2 jenna Female Pre Please indicate your race. "White"
2 jenna Female Pre Explain how you would... "Response"
1 jack Male Pre Which of the following... "Response 1"
1 jack Male Pre Which of the following... "Response 2"
1 jack Male Pre Which of the following... "Response 3"
1 jack Male Pre Please indicate your race. "Black"
1 jack Male Pre Explain how you would... "Response"
3 billy Male Pre Which of the following... "Response 1"
3 billy Male Pre Which of the following... "Response 2"
3 billy Male Pre Please indicate your race. "Other"
3 billy Male Pre Explain how you would... "Response"
当我对数据进行格式化时,数据更有用,因此每个单独的问题在数据框中都有自己的列,因此,通过协作,我们编写了以下代码,将每个独特的问题转换为自己的列:
x = data
require(stringr)
temp = which(x$Db == "Db")
x = x[-temp,]
questions = unique(x$Question)
concdMeta = apply(x[,c('Db', 'username', 'gender', 'interviewForm')],
MARGIN = 1,
FUN = paste,
collapse = " & ")
students = unique(concdMeta)
out = matrix(nrow = length(students),
ncol = 4 + length(questions))
row.names(out) = students
colnames(out) = c(colnames(x)[1:4], questions)
out = data.frame(out)
for(i in 1:nrow(out)) {
Z = str_split(row.names(out)[i], ' & ')[[1]]
for(j in 1:4) {
out[i, j] = Z[j]
}
}
for (i in 1:nrow(x))
{
db = x$Db[i]
un = x$username[i]
g = x$gender[i]
iF = x$interviewForm[i]
q = x$Question[i]
a = x$Answer[i]
this.meta = paste(x[i, 1:4], collapse = " & ")

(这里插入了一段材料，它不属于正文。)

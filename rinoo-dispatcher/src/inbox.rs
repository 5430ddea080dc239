//! Cross-thread job inbox.
//!
//! The specification's "mpsc of pending registrations" (spec.md §5): a
//! worker's own [`rinoo_runtime::Runtime`] is `!Send` and exclusively
//! touched by its owning thread, so a job submitted from another thread
//! cannot be pushed directly onto its run queue. Instead it lands here,
//! and a single long-lived pump task (spawned on the target runtime)
//! `.await`s [`Inbox::next`] and re-spawns each job locally.
//!
//! Grounded in `rinoo_runtime::queue::RunnableQueue`'s cross-thread half
//! (`SegQueue` + a stored [`Waker`]) and in `rinoo_runtime::Blocking`'s
//! single-slot waker bookkeeping.

use std::future::Future;
use std::pin::Pin;
use std::sync::{Arc, Mutex};
use std::task::{Context, Poll, Waker};

use crossbeam_queue::SegQueue;
use rinoo_driver::NotifyHandle;

pub(crate) type BoxFuture = Pin<Box<dyn Future<Output = ()>>>;

/// A job submitted to a scheduler: a `Send` closure (it crosses threads)
/// that, once run on the target thread, produces a `!Send` future (it
/// never crosses threads again).
pub(crate) type Job = Box<dyn FnOnce() -> BoxFuture + Send>;

pub(crate) enum Message {
    Job(Job),
    Stop,
}

pub(crate) struct Inbox {
    jobs: SegQueue<Message>,
    waker: Mutex<Option<Waker>>,
}

impl Inbox {
    pub(crate) fn new() -> Self {
        Self {
            jobs: SegQueue::new(),
            waker: Mutex::new(None),
        }
    }

    /// Pushes `message` and wakes whichever side is waiting on it,
    /// either locally (a stored [`Waker`]) or across threads (`notify`).
    pub(crate) fn push(&self, message: Message, notify: &NotifyHandle) {
        self.jobs.push(message);
        if let Some(waker) = self.waker.lock().unwrap().take() {
            waker.wake();
        }
        let _ = notify.notify();
    }

    pub(crate) fn next(self: &Arc<Self>) -> Next {
        Next {
            inbox: self.clone(),
        }
    }
}

pub(crate) struct Next {
    inbox: Arc<Inbox>,
}

impl Future for Next {
    type Output = Message;

    fn poll(self: Pin<&mut Self>, cx: &mut Context<'_>) -> Poll<Self::Output> {
        if let Some(message) = self.inbox.jobs.pop() {
            return Poll::Ready(message);
        }
        *self.inbox.waker.lock().unwrap() = Some(cx.waker().clone());
        // A message may have arrived between the pop above and storing
        // the waker; check once more before yielding.
        match self.inbox.jobs.pop() {
            Some(message) => Poll::Ready(message),
            None => Poll::Pending,
        }
    }
}
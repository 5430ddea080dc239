//! Cooperative, voluntary rescheduling.
//!
//! Grounded in the same pattern async-task-based executors use for a
//! task to give up its turn without waiting on any external event: wake
//! its own waker immediately (reinserting it at the tail of the ready
//! queue) and return `Pending` exactly once.

use std::future::Future;
use std::pin::Pin;
use std::task::{Context, Poll};

/// Yields once to the scheduler's ready queue, then resumes.
///
/// This is how `rinoo-net`'s `MAX_IO_CALLS` bound is honored: a hot fd
/// that keeps reporting readiness doesn't starve the rest of the ready
/// queue, since the retrying task steps aside for one tick before
/// resuming its retry loop (spec.md §4.4).
pub async fn yield_now() {
    YieldNow { yielded: false }.await;
}

struct YieldNow {
    yielded: bool,
}

impl Future for YieldNow {
    type Output = ();

    fn poll(mut self: Pin<&mut Self>, cx: &mut Context<'_>) -> Poll<()> {
        if self.yielded {
            return Poll::Ready(());
        }
        self.yielded = true;
        cx.waker().wake_by_ref();
        Poll::Pending
    }
}

#[cfg(test)]
mod tests {
    use super::*;
    use crate::Runtime;

    #[test]
    fn yields_exactly_once() {
        let rt = Runtime::new().unwrap();
        rt.block_on(async {
            let mut polls = 0;
            let fut = yield_now();
            futures_util::pin_mut!(fut);
            std::future::poll_fn(|cx| {
                polls += 1;
                fut.as_mut().poll(cx)
            })
            .await;
            assert_eq!(polls, 2, "first poll must return Pending, second Ready");
        });
    }

    #[test]
    fn lets_other_ready_tasks_run_first() {
        use std::cell::RefCell;
        use std::rc::Rc;

        let rt = Runtime::new().unwrap();
        let order = Rc::new(RefCell::new(Vec::new()));
        rt.block_on(async {
            let order2 = order.clone();
            let yielding = crate::spawn(async move {
                yield_now().await;
                order2.borrow_mut().push("yielding");
            });
            let order3 = order.clone();
            let immediate = crate::spawn(async move {
                order3.borrow_mut().push("immediate");
            });
            yielding.await.unwrap();
            immediate.await.unwrap();
        });
        assert_eq!(*order.borrow(), vec!["immediate", "yielding"]);
    }
}
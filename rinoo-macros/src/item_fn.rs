use proc_macro2::TokenStream;
use quote::quote;
use syn::{parse::Parse, punctuated::Punctuated, Attribute, Expr, Lit, Meta, Signature, Visibility};

type AttributeArgs = Punctuated<syn::Meta, syn::Token![,]>;

pub(crate) struct RawAttr {
    pub inner_attrs: AttributeArgs,
}

impl Parse for RawAttr {
    fn parse(input: syn::parse::ParseStream) -> syn::Result<Self> {
        let inner_attrs = AttributeArgs::parse_terminated(input)?;
        Ok(Self { inner_attrs })
    }
}

pub(crate) struct RawBodyItemFn {
    pub attrs: Vec<Attribute>,
    pub args: AttributeArgs,
    pub vis: Visibility,
    pub sig: Signature,
    pub body: TokenStream,
}

impl RawBodyItemFn {
    pub fn new(attrs: Vec<Attribute>, vis: Visibility, sig: Signature, body: TokenStream) -> Self {
        Self {
            attrs,
            args: AttributeArgs::new(),
            vis,
            sig,
            body,
        }
    }

    pub fn set_args(&mut self, args: AttributeArgs) {
        self.args = args;
    }

    /// An explicit `#[rinoo::main(crate = "...")]` override, for crates
    /// that re-export rinoo under another name.
    pub fn crate_name(&self) -> Option<TokenStream> {
        for attr in &self.args {
            if let Meta::NameValue(name) = &attr {
                let ident = name
                    .path
                    .get_ident()
                    .map(|ident| ident.to_string().to_lowercase())
                    .unwrap_or_default();
                if ident == "crate" {
                    if let Expr::Lit(lit) = &name.value {
                        if let Lit::Str(s) = &lit.lit {
                            let crate_name = s.parse::<TokenStream>().unwrap();
                            return Some(quote!(#crate_name::runtime));
                        }
                    }
                } else {
                    panic!("unsupported property {ident}");
                }
            }
        }
        None
    }
}
//! Logging facade used across the rinoo workspace.
//!
//! Re-exports [`tracing`] under the `enable_log` feature. When the feature
//! is off, the `instrument!`/`trace!`/`debug!`/... macros compile to
//! nothing, so the scheduler's hot path never pays for a disabled
//! subscriber.

#[cfg_attr(not(feature = "enable_log"), doc(hidden))]
pub use tracing::*;

#[cfg(not(feature = "enable_log"))]
pub mod dummy;

#[cfg(feature = "enable_log")]
#[macro_export]
macro_rules! instrument {
    ($lvl:expr, $name:expr, $($fields:tt)*) => {
        let _guard = $crate::span!(target: module_path!(), $lvl, $name, $($fields)*).entered();
    };
    ($lvl:expr, $name:expr) => {
        let _guard = $crate::span!(target: module_path!(), $lvl, $name).entered();
    };
}

#[cfg(not(feature = "enable_log"))]
#[macro_export]
macro_rules! instrument {
    ($lvl:expr, $name:expr, $($fields:tt)*) => {};
    ($lvl:expr, $name:expr) => {};
}
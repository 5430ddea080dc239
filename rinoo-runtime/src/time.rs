//! Sleep future on top of [`rinoo_driver::TimerWheel`].
//!
//! Grounded in `compio_runtime::runtime::time::TimerFuture`: cancels its
//! timer wheel entry on drop, so a dropped/cancelled sleep never leaves a
//! dangling waker behind.

use std::future::Future;
use std::pin::Pin;
use std::task::{Context, Poll};
use std::time::{Duration, Instant};

use rinoo_driver::TimerKey;

use crate::Runtime;

/// Returns a future that resolves after `duration` has elapsed, driven by
/// the current runtime's timer wheel.
pub fn sleep(duration: Duration) -> Sleep {
    Sleep {
        deadline: Instant::now() + duration,
        key: None,
    }
}

/// Returns a future that resolves at `deadline`.
pub fn sleep_until(deadline: Instant) -> Sleep {
    Sleep { deadline, key: None }
}

pub struct Sleep {
    deadline: Instant,
    key: Option<TimerKey>,
}

impl Future for Sleep {
    type Output = ();

    fn poll(mut self: Pin<&mut Self>, cx: &mut Context<'_>) -> Poll<Self::Output> {
        if Instant::now() >= self.deadline {
            self.key = None;
            return Poll::Ready(());
        }
        match self.key {
            Some(key) => {
                Runtime::with_current(|rt| rt.update_timer_waker(key, cx.waker().clone()));
            }
            None => {
                let deadline = self.deadline;
                let key = Runtime::with_current(|rt| rt.arm_timer(deadline, cx.waker().clone()));
                self.key = Some(key);
            }
        }
        Poll::Pending
    }
}

impl Drop for Sleep {
    fn drop(&mut self) {
        if let Some(key) = self.key.take() {
            let _ = Runtime::try_with_current(|rt| rt.cancel_timer(key));
        }
    }
}
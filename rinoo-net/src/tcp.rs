//! TCP listener and stream.
//!
//! Grounded in `compio_net::tcp::{TcpListener, TcpStream}` for the
//! bind/connect/accept/split shape, and in
//! `original_source/include/rinoo/net/socket.h`'s `rn_socket_readb`/
//! `_readline`/`_expect`/`_writeb`/`_sendfile` for the buffer-oriented
//! operations that sit on top of plain `read`/`write`.

use std::io;
use std::net::SocketAddr;
use std::os::fd::{AsRawFd, RawFd};
use std::time::Duration;

use rinoo_buf::Buffer;
use rinoo_driver::{Error, Result};
use socket2::Type;

use crate::socket::{domain_for, Socket};

/// A bound, listening TCP socket.
pub struct TcpListener {
    socket: Socket,
}

impl TcpListener {
    /// Binds and listens on `addr` with the given backlog.
    ///
    /// Mirrors `rn_socket_bind` followed by `listen`.
    pub fn bind(addr: SocketAddr, backlog: i32) -> io::Result<Self> {
        let socket = Socket::new(domain_for(&addr), Type::STREAM, None)?;
        socket.bind(addr)?;
        socket.listen(backlog)?;
        Ok(Self { socket })
    }

    pub fn local_addr(&self) -> io::Result<SocketAddr> {
        self.socket.local_addr()
    }

    /// Sets (or clears, with `None`) the deadline applied to `accept`.
    ///
    /// Mirrors `rn_socket_timeout`.
    pub fn set_timeout(&mut self, timeout: Option<Duration>) {
        self.socket.set_read_timeout(timeout);
    }

    /// Accepts a new connection.
    ///
    /// Mirrors `rn_socket_accept`.
    pub async fn accept(&self) -> Result<(TcpStream, SocketAddr)> {
        let (socket, addr) = self.socket.accept().await?;
        Ok((TcpStream { socket }, addr))
    }
}

impl AsRawFd for TcpListener {
    fn as_raw_fd(&self) -> RawFd {
        self.socket.as_raw_fd()
    }
}

/// A connected TCP stream.
pub struct TcpStream {
    socket: Socket,
}

impl TcpStream {
    /// Connects to `addr`.
    ///
    /// Mirrors `rn_socket_connect`.
    pub async fn connect(addr: SocketAddr) -> Result<Self> {
        let socket = Socket::new(domain_for(&addr), Type::STREAM, None)?;
        socket.connect(addr).await?;
        Ok(Self { socket })
    }

    pub fn peer_addr(&self) -> io::Result<SocketAddr> {
        self.socket.peer_addr()
    }

    pub fn local_addr(&self) -> io::Result<SocketAddr> {
        self.socket.local_addr()
    }

    pub fn set_nodelay(&self, nodelay: bool) -> io::Result<()> {
        self.socket.set_nodelay(nodelay)
    }

    /// Sets (or clears, with `None`) the deadline applied to reads and
    /// writes on this stream.
    ///
    /// Mirrors `rn_socket_timeout`.
    pub fn set_timeout(&mut self, timeout: Option<Duration>) {
        self.socket.set_read_timeout(timeout);
        self.socket.set_write_timeout(timeout);
    }

    /// Reads directly into a plain byte slice.
    ///
    /// Mirrors `rn_socket_read`.
    pub async fn read(&self, buf: &mut [u8]) -> Result<usize> {
        self.socket.recv(buf).await
    }

    /// Writes a plain byte slice.
    ///
    /// Mirrors `rn_socket_write`.
    pub async fn write(&self, buf: &[u8]) -> Result<usize> {
        self.socket.send(buf).await
    }

    /// Gathers writes from an ordered sequence of buffers in one call.
    ///
    /// Mirrors `rn_socket_writev`.
    pub async fn writev(&self, bufs: &[&[u8]]) -> Result<usize> {
        self.socket.writev(bufs).await
    }

    /// Reads up to `max` additional bytes into `buf`, growing it as
    /// needed. Returns the number of bytes appended; `0` means the peer
    /// closed the connection.
    ///
    /// Mirrors `rn_socket_readb`.
    pub async fn readb(&self, buf: &mut Buffer, max: usize) -> Result<usize> {
        let mut scratch = vec![0u8; max];
        let n = self.socket.recv(&mut scratch).await?;
        if n > 0 {
            buf.add(&scratch[..n])?;
        }
        Ok(n)
    }

    /// Reads until `delim` is seen or `buf` would exceed `maxsize`,
    /// returning the bytes up to and including the delimiter (inclusive,
    /// per the resolved readline contract).
    ///
    /// Mirrors `rn_socket_readline`.
    pub async fn readline(&self, buf: &mut Buffer, delim: u8, maxsize: usize) -> Result<usize> {
        loop {
            if let Some(pos) = buf.as_slice().iter().position(|&b| b == delim) {
                return Ok(pos + 1);
            }
            if buf.len() >= maxsize {
                return Err(Error::LimitExceeded);
            }
            let want = (maxsize - buf.len()).min(4096);
            let mut scratch = vec![0u8; want];
            let n = self.socket.recv(&mut scratch).await?;
            if n == 0 {
                return Err(Error::Closed);
            }
            buf.add(&scratch[..n])?;
        }
    }

    /// Reads exactly `prefix.len()` bytes and compares them to `prefix`.
    /// On a match, the bytes are appended to `buf` and the count is
    /// returned. On a mismatch, `buf` is left untouched and an
    /// [`Error::Io`] is returned (the resolved `expect` contract).
    ///
    /// Mirrors `rn_socket_expect`.
    pub async fn expect(&self, buf: &mut Buffer, prefix: &[u8]) -> Result<usize> {
        let mut scratch = vec![0u8; prefix.len()];
        let mut filled = 0;
        while filled < scratch.len() {
            let n = self.socket.recv(&mut scratch[filled..]).await?;
            if n == 0 {
                return Err(Error::Closed);
            }
            filled += n;
        }
        if scratch == prefix {
            buf.add(&scratch)?;
            Ok(scratch.len())
        } else {
            Err(Error::Io(io::Error::new(
                io::ErrorKind::InvalidData,
                "expected prefix did not match",
            )))
        }
    }

    /// Writes `buf`'s entire content, then removes the written prefix
    /// from it.
    ///
    /// Mirrors `rn_socket_writeb`.
    pub async fn writeb(&self, buf: &mut Buffer) -> Result<usize> {
        let mut written = 0;
        while written < buf.len() {
            let n = self.socket.send(&buf.as_slice()[written..]).await?;
            if n == 0 {
                return Err(Error::Closed);
            }
            written += n;
        }
        buf.erase(written);
        Ok(written)
    }

    /// Sends `count` bytes from `file` starting at `offset`, delegating
    /// to the kernel's zero-copy `sendfile(2)`. Advances `offset` by the
    /// number of bytes actually sent.
    ///
    /// Mirrors `rn_socket_sendfile`.
    pub async fn sendfile(
        &self,
        file: &std::fs::File,
        offset: &mut i64,
        count: usize,
    ) -> Result<usize> {
        use std::os::fd::AsRawFd as _;

        let out_fd = self.socket.as_raw_fd();
        let in_fd = file.as_raw_fd();
        loop {
            let mut off = *offset;
            let res = rinoo_driver::syscall!(libc::sendfile(out_fd, in_fd, &mut off, count));
            match res {
                Ok(n) => {
                    *offset = off;
                    return Ok(n as usize);
                }
                Err(e) if e.kind() == io::ErrorKind::WouldBlock => {
                    rinoo_runtime::writable(out_fd).await?;
                }
                Err(e) => return Err(e.into()),
            }
        }
    }
}

impl AsRawFd for TcpStream {
    fn as_raw_fd(&self) -> RawFd {
        self.socket.as_raw_fd()
    }
}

matching.row = row.names(out) == this.meta
out[matching.row, 4 + which(questions == q)] = a
}
out[is.na(out)] = "NA"
上面的代码非常有效,除了我们遇到的一个问题:它列出了对问题的最终回答,无论最后一个回答是针对该学生的。因此,对于,比如史蒂夫上面,它只会列出“响应3”或詹纳的“响应2”等。如此:
>data.reformatted
Database Username Gender InterviewType Which of the following... Please indicate... Explain how...
1 steve Male Pre "Response 3" "White" "Response"
2 jenna Female Pre "Response 2" "White" "Response"
1 jack Male Pre "Response 3" "Black" "Response"
3 billy Male Pre "Response 2" "Other" "Response"
我们可以对上面的代码进行添加以使其将所有响应连接到单个单元格中吗?意味着最终数据集看起来像这样:
Database Username Gender InterviewType Which of the following... Please indicate... Explain how...
1 steve Male Pre "Response 1, Response 2, Response 3" "White" "Response"
2 jenna Female Pre "Response 1, Response 2" "White" "Response"
1 jack Male Pre "Response 1, Response 2, Response 3" "Black" "Response"
3 billy Male Pre "Response 1, Response 2" "Other" "Response"
答案 0 :(得分:1)
除了上面的答案,更自动化的版本将是:
library(dplyr)
library(tidyr)
data$rownum <- 1:nrow(data) # add row numbers as a column
# needed for the spread function to work
# (complains about duplicates otherwise)
questions <- as.character(unique(data$Question))
qNames <- paste0("q", 1:length(questions))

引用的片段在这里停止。